Es en el año 1913 cuando empezamos a observar los primeros testimonios de Ortega y Gasset sobre el cambio que para él supuso el abandono del neokantismo y el encuentro con la fenomenología de Husserl. Un nuevo horizonte filosófico se abría ante él, pero como todo buen discípulo, intentó matizar al maestro. Por no aburrirles, les resumiré dicho matiz: nuestro filósofo usó el método fenomenológico para llegar a las esencias de las cosas, pero en el acto intencional por el que capto las esencias también capto la existencia de esas esencias, de ahí que el encuentro entre mi intencionalidad y la esencia de las cosas haya que estudiarla como 'realidad vivida'. Por eso para Ortega la vida comenzó a ser motivo de cuestión filosófica. Sólo así, incardinando las esencias en la existencia, en la vida, podemos llegar a la plenitud de las cosas. O lo que es lo mismo, el encuentro con las cosas no se reduce, por tanto, a un encuentro intelectual, sino también emocional. Sólo así las cosas nos revelarán sus secretos más profundos, dijo él mismo.
Este descubrimiento llevó al madrileño a publicar en 1914 sus Meditaciones del Quijote, ensayos que para él son «una doctrina de amor». Y es que, entre las varias actividades del amor, sólo hay una que pueda pretender contagiar a los demás, y esa es el afán por comprender y por conocer. ¿Por qué? Porque hay dentro de cada cosa la indicación de una posible plenitud, y un alma noble sentirá la necesidad de perfeccionarla, de auxiliarla, para que logre esa plenitud. Esto es amar. Hay en el amor, en ese deseo de plenitud, una ampliación de la individualidad que absorbe otras cosas dentro de ésta y las funde con nosotros. Por eso nos introducimos en la propiedad de lo amado, sea una mujer, la ciencia, la patria o lo que sea, y lo vemos en todo su valor y la plenitud que demanda. Entonces lo amado lo vemos como formando parte de otra cosa, de ahí que el amor sea universal, porque vive en conexión de todas las cosas que se necesitan para vivir esa plenitud. En el esquema de Ortega la inconexión es el aniquilamiento.

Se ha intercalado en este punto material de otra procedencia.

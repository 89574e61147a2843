//! Keyword Feature Extraction
//!
//! Substring scans for credential lures, impersonated brands and link
//! shorteners. All matching is on lowercased text.

use super::vector::{FeatureExtractor, FeatureRecord, UrlContext};

/// Words phishing pages put in their URLs to look like a login flow
pub const PHISHING_KEYWORDS: &[&str] = &[
    "login", "secure", "account", "verify", "update", "bank",
    "confirm", "signin", "webscr", "paypal", "amazon", "apple",
];

/// Brands commonly impersonated inside the path of an unrelated host
pub const BRANDS: &[&str] = &["paypal", "google", "amazon", "facebook", "apple", "microsoft"];

/// Link shortener domains (substring match)
pub const SHORTENERS: &[&str] = &["bit.ly", "tinyurl", "goo.gl", "t.co", "ow.ly", "is.gd", "buff.ly"];

/// Keyword, brand and shortener features
#[derive(Debug, Clone, Copy, Default)]
pub struct KeywordFeatures;

impl KeywordFeatures {
    pub fn new() -> Self {
        Self
    }
}

fn contains_any(text: &str, needles: &[&str]) -> bool {
    needles.iter().any(|n| text.contains(n))
}

impl FeatureExtractor for KeywordFeatures {
    fn extract(&self, url: &UrlContext<'_>, record: &mut FeatureRecord) {
        let path = url.parsed.path.to_lowercase();

        record.set_flag("phishing_keyword", contains_any(&url.lowered, PHISHING_KEYWORDS));
        record.set_flag("brand_in_path", contains_any(&path, BRANDS));
        record.set_flag("is_shortened", contains_any(&url.lowered, SHORTENERS));
    }
}
//! HTTP handlers

pub mod health;
pub mod info;
pub mod predict;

Siempre vi en paralelo esta reflexión de Ortega con aquella que hiciera hace siglos san Agustín en su libro VIII de La Trinidad: «Mas ¿quién ama lo que ignora? Se puede conocer una cosa y no amarla; pero pregunto: ¿es posible amar lo que se desconoce?». Para san Agustín el conocimiento es condición necesaria para amar. No es suficiente, está claro, pero sin conocimiento real de aquello que se ama no hay amor auténtico. Por el conocimiento entramos en las dimensiones más profundas de los seres y entramos en la admiración de aquello que ignorábamos teniendo así la experiencia más sobrecogedora que una persona puede tener: el descubrimiento de que la vida no habría valido la pena sin haber conocido aquello que se amó. Insisto, sea una mujer, la patria, la física, la matemática o la filosofía.
No puede sorprendernos, por tanto, que en un mundo unidimensional como el nuestro, en el que se ha impuesto el pragmatismo y el utilitarismo, no sea el amor precisamente lo que más esté de moda. Para amar es necesario tener tiempo, tiempo para el conocimiento que exige dicho amor por lo amado, ya que el amor necesita un prestar atención. Pero nuestro mundo ya no tiene tiempo. Vivimos en la obsesión de la autoexplotación neurótica para intentar llegar a la plenitud personal, pero una plenitud errada, porque la plenitud a la que aspiramos no es la que provoca el conocimiento de uno mismo y por tanto el amor por uno mismo, sino que se trata de la plenitud de un ego que vive la vida imponiéndose al otro, que es un perfecto desconocido, al que es incapaz de ver más allá que como rival; nuestro consumismo nos ha dejado sin auténtico conocimiento del mundo y solo somos capaces ya de vivir de deseos neuróticos fugaces que nos hacen pensar más en lo que aún no tenemos que en lo poseemos. Vivimos devorando, no contemplando.
Nuestra sociedad es la sociedad de la polarización y de los muros. Es natural, porque es lo único que es capaz de producir la ideología. Ésta no está capacitada para entender de conocimiento ni para dar razones, de ahí que no entienda de plenitudes. Por eso no propone, sólo destruye. No cuestiona. Si dejase a la razón cuestionarse las cosas se preguntaría por muchas cuestiones, pero no cuestiona ni se pregunta. Sólo sabe atacar. Y eso es lo único que podemos esperar, el aniquilamiento que produce la desconexión del desconocimiento de la que hablara nuestro Ortega y Gasset.